HIS 432 - Nations and Nationalisms Instructor
Lipsker
We live in globally interconnected times, facilitated and reinforced by trade networks, pandemics, wars and violence, climate change, migration, and technology. Yet national borders remain a defining feature of our world, structuring our political imagination: we often think of global connectedness as inter-national. At the same time, many politicians, scholars, and commentators have been warning of resurgent nationalism worldwide, implying the end of a brief ‘post-national’ moment. This seminar on the history of nations and nationalism asks how we arrived at this juncture. How, when, and why did our world become an ‘international community’ of nominally sovereign nation-states? Approaching these questions requires us to adopt a global lens and a comparative perspective. Until quite recently, historians narrated the past almost exclusively through the prism of the nation. The seminar will begin by looking at how nationalism’s emergence in the late 18th and early 19th century shaped the rise of history as an academic discipline.

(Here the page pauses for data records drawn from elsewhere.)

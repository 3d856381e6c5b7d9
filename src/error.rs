use fleet_checkin_common::FieldError;
use thiserror::Error;

#[derive(Error, Debug)]
pub enum FleetError {
    /// ローカル検証エラー（先頭のメッセージを表示）
    #[error("{}", first_message(.0))]
    Validation(Vec<FieldError>),

    #[error("KM inválida. Verifique o valor informado.")]
    KmRejected,

    #[error("Não foi possível validar a KM: {0}")]
    KmCheckFailed(String),

    #[error("Erro de conexão: {0}")]
    Network(String),

    #[error("{0}")]
    MalformedResponse(String),

    #[error("{0}")]
    Server(String),

    #[error("Sessão expirada. Faça login novamente.")]
    SessionExpired,

    #[error("Link inválido: {0}")]
    InvalidLink(String),

    #[error("{message}")]
    QrRejected { kind: QrRejection, message: String },

    #[error("Arquivo muito grande: {name} ({size_mb:.1} MB, máximo {max_mb} MB)")]
    FileTooLarge { name: String, size_mb: f64, max_mb: u64 },

    #[error("Limite de fotos excedido. Você pode adicionar no máximo {remaining} foto(s).")]
    PhotoLimitExceeded { remaining: usize },

    #[error("Erro ao processar imagem: {0}")]
    Compression(String),

    #[error("Envio já em andamento")]
    SubmitInFlight,

    #[error("Operação cancelada")]
    Cancelled,

    #[error("Erro ao desenhar: {0}")]
    Render(String),

    #[error("Arquivo não encontrado: {0}")]
    FileNotFound(String),

    #[error("Pasta não encontrada: {0}")]
    FolderNotFound(String),

    #[error("Erro de imagem: {0}")]
    Image(#[from] image::ImageError),

    #[error("Erro de E/S: {0}")]
    Io(#[from] std::io::Error),

    #[error("Erro de JSON: {0}")]
    Json(#[from] serde_json::Error),

    #[error("Erro de configuração: {0}")]
    Config(String),

    #[error("Erro de entrada: {0}")]
    Prompt(String),
}

/// QR拒否の種類
#[derive(Debug, Clone, Copy, PartialEq, Eq)]
pub enum QrRejection {
    /// 別の会社でログインしている
    WrongCompany,
    /// 車両が使用中
    VehicleInUse,
    Generic,
}

fn first_message(errors: &[FieldError]) -> String {
    errors
        .first()
        .map(|e| e.message.clone())
        .unwrap_or_else(|| "Por favor, corrija os erros no formulário.".to_string())
}

impl FleetError {
    /// 手動リトライの対象か
    pub fn is_retryable(&self) -> bool {
        matches!(
            self,
            FleetError::Network(_) | FleetError::KmCheckFailed(_) | FleetError::Server(_)
        )
    }

    /// トースト/画面表示用のメッセージ
    pub fn user_message(&self) -> String {
        match self {
            FleetError::Network(_) => {
                "Erro de conexão. Verifique sua internet e tente novamente.".to_string()
            }
            FleetError::Image(_) | FleetError::Compression(_) | FleetError::Render(_) => {
                "Erro ao processar imagem. Tente novamente.".to_string()
            }
            other => other.to_string(),
        }
    }

    /// トーストのタイトル
    pub fn toast_title(&self) -> &'static str {
        match self {
            FleetError::Validation(_) | FleetError::KmRejected | FleetError::PhotoLimitExceeded { .. } => {
                "Atenção"
            }
            FleetError::FileTooLarge { .. } => "Arquivo muito grande",
            FleetError::Network(_) | FleetError::KmCheckFailed(_) => "Erro de conexão",
            FleetError::QrRejected { kind: QrRejection::WrongCompany, .. } => "Empresa incorreta",
            FleetError::QrRejected { kind: QrRejection::VehicleInUse, .. } => "Veículo em uso",
            FleetError::QrRejected { .. } | FleetError::InvalidLink(_) => "QR Code inválido",
            FleetError::SessionExpired => "Sessão expirada",
            FleetError::Cancelled => "Cancelado",
            _ => "Erro",
        }
    }

    /// 検証エラーのときのフィールド一覧
    pub fn field_errors(&self) -> &[FieldError] {
        match self {
            FleetError::Validation(errors) => errors,
            _ => &[],
        }
    }
}

impl From<fleet_checkin_common::Error> for FleetError {
    fn from(err: fleet_checkin_common::Error) -> Self {
        match err {
            fleet_checkin_common::Error::Validation(errors) => FleetError::Validation(errors),
            fleet_checkin_common::Error::Json(e) => FleetError::Json(e),
        }
    }
}

impl From<dialoguer::Error> for FleetError {
    fn from(err: dialoguer::Error) -> Self {
        FleetError::Prompt(err.to_string())
    }
}

impl From<reqwest::Error> for FleetError {
    fn from(err: reqwest::Error) -> Self {
        if err.is_decode() {
            FleetError::MalformedResponse("Resposta inválida do servidor.".to_string())
        } else {
            FleetError::Network(err.to_string())
        }
    }
}

pub type Result<T> = std::result::Result<T, FleetError>;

We will then read several foundational late 20th-century texts which still inform the basic concepts, timelines, distinctions, and debates in contemporary Nationalism Studies, an interdisciplinary field in which historians play a vital role. We will approach the second half of the seminar thematically. Focusing on comparative case studies from across the global north and south, and spanning the 19th and 20th centuries, we will examine how nations and nationalisms are bound up with histories of imperialism, colonialism, and genocide; mass politics and capitalism; arts and sciences; language and literature; and ideas about race and gender.
Satisfies Cultural Diversity requirement.
Satisfies History major and minor requirements.